Świat odchodzi od budowania wielkich lotniczych hubów. Poza tym, za kilka, kilkanaście lat będziemy mieli samoloty elektryczne. Tymczasem okazuje się, że spółka CPK kupuje ponad dwa razy więcej ziemi, niż potrzebuje i zamierza nią handlować. Pytania o sens tej gigantycznej inwestycji nie burzą samozadowolenia ministra Horały i władz PiS. A powinny.
Reklama.
Podobają Ci się moje artykuły? Możesz zostawić napiwek
Teraz możesz docenić pracę dziennikarzy i dziennikarek. Cała kwota trafi do nich. Wraz z napiwkiem możesz przekazać też krótką wiadomość.
Branża przesiada się na mniejsze i wydajniejsze samoloty, które bezpośrednio zawiozą pasażerów na drugi koniec świata.
Nadchodzi też czas elektrycznych samolotów, które będą potrzebować lotnisk lokalnych, nie wielkich hubów.
Tymczasem okazuje się, że spółka CPK kupuje ponad dwa razy więcej gruntu, niż ma zająć lotnisko. Będzie nim handlować.

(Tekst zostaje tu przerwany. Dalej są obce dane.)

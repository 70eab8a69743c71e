use crate::date_format::{format_exif_date, format_video_date};
use crate::extractor::{DateExtractor, ExifExtractor, HeicExtractor, RawDate, VideoExtractor};
use anyhow::Result;
use serde::{Deserialize, Serialize};
use std::path::Path;

#[derive(Debug, Clone, Copy, Serialize, Deserialize, PartialEq, Eq)]
pub enum MediaKind {
    Still,
    Heic,
    Video,
}

const ROUTES: &[(&str, MediaKind)] = &[
    ("jpg", MediaKind::Still),
    ("jpeg", MediaKind::Still),
    ("tiff", MediaKind::Still),
    ("raw", MediaKind::Still),
    ("heic", MediaKind::Heic),
    ("m4v", MediaKind::Video),
    ("mov", MediaKind::Video),
    ("mp4", MediaKind::Video),
];

impl MediaKind {
    pub fn from_path(path: &Path) -> Option<Self> {
        let ext = lowercase_extension(path)?;
        ROUTES
            .iter()
            .find(|(route, _)| *route == ext)
            .map(|(_, kind)| *kind)
    }

    fn extractor(self) -> &'static dyn DateExtractor {
        match self {
            MediaKind::Still => &ExifExtractor,
            MediaKind::Heic => &HeicExtractor,
            MediaKind::Video => &VideoExtractor,
        }
    }
}

pub fn supported_extensions() -> impl Iterator<Item = &'static str> {
    ROUTES.iter().map(|(ext, _)| *ext)
}

pub(crate) fn lowercase_extension(path: &Path) -> Option<String> {
    path.extension()
        .and_then(|v| v.to_str())
        .map(str::to_ascii_lowercase)
}

/// 拡張子で抽出器を選び、`YYYYMMDDHHMMSS` のトークンを返す。
///
/// 対象外の拡張子はファイルに触れずに `Ok(None)`。
pub fn creation_token(path: &Path) -> Result<Option<String>> {
    let Some(kind) = MediaKind::from_path(path) else {
        return Ok(None);
    };

    let raw = kind.extractor().extract(path)?;
    Ok(raw.and_then(normalize))
}

fn normalize(raw: RawDate) -> Option<String> {
    match raw {
        RawDate::Text(value) => format_exif_date(&value),
        RawDate::Timestamp(created) => format_video_date(created),
    }
}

– To przewymiarowana inwestycja – mówi o CPK Maciej Lasek.
Nóż w plecy koncepcji CPK wbili niedawno producenci samolotów i linie lotnicze. Mogłoby się wydawać, że zakończenie produkcji Airbusa A380 i Jumbo Jeta nie ma wiele wspólnego z CPK. A jednak. To największe samoloty pasażerskie na świecie. Model A380 powstał w roku 2005 i może zabrać na pokład maksymalnie 853 osoby. Boeing 747–8 zmieści maksymalnie 581 osób.
Dlaczego te latające pociągi znikają? Technika poszła naprzód i okazało się, że nie będą już potrzebne. Boeing i Airbus nauczyły się budować samoloty lżejsze, bardziej wydajne i mogące polecieć dalej.
W ostatnich latach nastąpił gwałtowny wzrost liczby bardzo długodystansowych tras łączących odległe części świata bez przesiadek. Trasy te skracają czas podróży pasażerów, ale stanowią również zagrożenie dla tradycyjnego modelu hub–and–spoke (piasta-szprychy – model zakładający istnienie węzła transportowego czyli hubu oraz zasilających go promienistych linii transportowych, czyli szprych).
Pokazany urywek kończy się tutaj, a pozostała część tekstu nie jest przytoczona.